Who has frequent belly aches, bloating or gas, or irregular bowel movements? It’s ok to admit it because digestive disorders are widespread. I was diagnosed when I was a young kid. For more than 50 years I’ve calmed my belly aches through diet, meditation, breathwork, and bodywork.
More than ten years ago, during my yoga therapy training, we were encouraged to find areas of specialization. I narrow focused my research and practice on what was a major concern for me and more than 40 percent of people worldwide: functional gastrointestinal disorders. A few years later, I designed Gutsy Yoga. I’ve led this series of signature workshops in Mexico and San Antonio, Texas. On July 9, I bring my “new and improved” 90-minute Gutsy Yoga session to Serasana/Belterra, just outside of Austin.
My 2023 version incorporates lessons from my Ayurvedic teacher in India, one of the 12 gurus featured in my book, “From the Boxing Ring to the Ashram: Wisdom for the Body, Mind and Spirit.”
The upcoming session includes discussion, breathwork, acupressure, and movement designed to “light your fire*.” As explained in “From the Boxing Ring to the Ashram," the digestive “fire” (agni) is responsible not only for physical well-being but emotional health as well.
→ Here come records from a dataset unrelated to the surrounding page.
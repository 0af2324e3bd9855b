use crate::error::{GeometryError, Result};
use crate::math::arc_2d::point_at_degrees;
use crate::math::Point2;

use super::Arc;

/// A full circle in the XY plane.
///
/// Uses the same angle convention as [`Arc`]: degrees counter-clockwise from +X.
#[derive(Debug, Clone, Copy, PartialEq)]
pub struct Circle {
    center: Point2,
    radius: f64,
}

impl Circle {
    /// Creates a new circle.
    ///
    /// # Errors
    ///
    /// Returns an error if the radius is negative or not finite.
    pub fn new(center: Point2, radius: f64) -> Result<Self> {
        if !radius.is_finite() || radius < 0.0 {
            return Err(GeometryError::ParameterOutOfRange {
                parameter: "radius",
                value: radius,
                min: 0.0,
                max: f64::INFINITY,
            }
            .into());
        }
        Ok(Self { center, radius })
    }

    /// Returns the center of the circle.
    #[must_use]
    pub fn center(&self) -> &Point2 {
        &self.center
    }

    /// Returns the radius of the circle.
    #[must_use]
    pub fn radius(&self) -> f64 {
        self.radius
    }

    /// Point on the circle at `angle` degrees.
    #[must_use]
    pub fn point_at_angle(&self, angle: f64) -> Point2 {
        point_at_degrees(&self.center, self.radius, angle)
    }

    /// Checks whether `point` lies inside or on the circle.
    #[must_use]
    pub fn contains(&self, point: &Point2, eps: f64) -> bool {
        (point - self.center).norm() <= self.radius + eps
    }

    /// Converts the circle to a full counter-clockwise arc starting at `start` degrees.
    ///
    /// # Errors
    ///
    /// Returns an error if `start` is not finite.
    pub fn to_arc(&self, start: f64) -> Result<Arc> {
        Arc::new(self.center, self.radius, start, start + 360.0)
    }
}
Even the father of modern medicine, Hippocrates, supposedly said: “All disease begins in the gut.” Yet, for thousands of years Ayurvedic wisdom has stated the importance of digestive health. Ayurveda professes that all physical and most mental disorders originate in the gut. As just one example, “Unhealthy eating habits are the root cause of major and minor imbalances and diseases,” says Dr. Vishnu who runs the Ayurvedic Institute at the Sivananda Ashram in Kerala, India.
The concept of the gut microbiome is relatively new. But it mirrors what Hippocrates and the Ayurvedic sages said. According to Dr. Joseph Weiss, a gastroenterologist, and professor at the University of Southern California, “95 percent of the human immune system is localized to the gut. Every illness is found to originate in the gut.”
Our rational minds can understand that our tummies are the central processor of whatever we swallow. If that engine is well-oiled, no problem. But when there are kinks and roadblocks or unnatural acceleration in your innards, the bedlam goes beyond the belly.
Ayurveda teaches us the importance of a dinacharya, a well-established daily routine. In fact, as a yoga therapist, I often say my role is more of a holistic lifestyle coach. Gutsy yoga offers ideas of what, when, and how to eat and drink. As part of the workshop, I’ll showcase and serve my DIY herbal tea which is beneficial for everyone.
Given the mind/body connection, it’s not just about diet. Fifty years ago my gastroenterologist told me a major trigger was stress.
While I don’t think my childhood was wrought with stress, everyone—and every body—responds differently.
Unfortunately, most Westerners lead stressful lives. How often do you eat a slow-paced family meal? Do you tend to work late, come home stressed, pop dinner into the microwave, call for pizza delivery, or head to the drive-thru on your way home?
It’s far better to relish a leisurely home-cooked meal made from fresh organic food sources surrounded by loved ones.
*The physical movement includes deep forward folds and twists, not recommended for pregnant women or anyone with spinal fusions.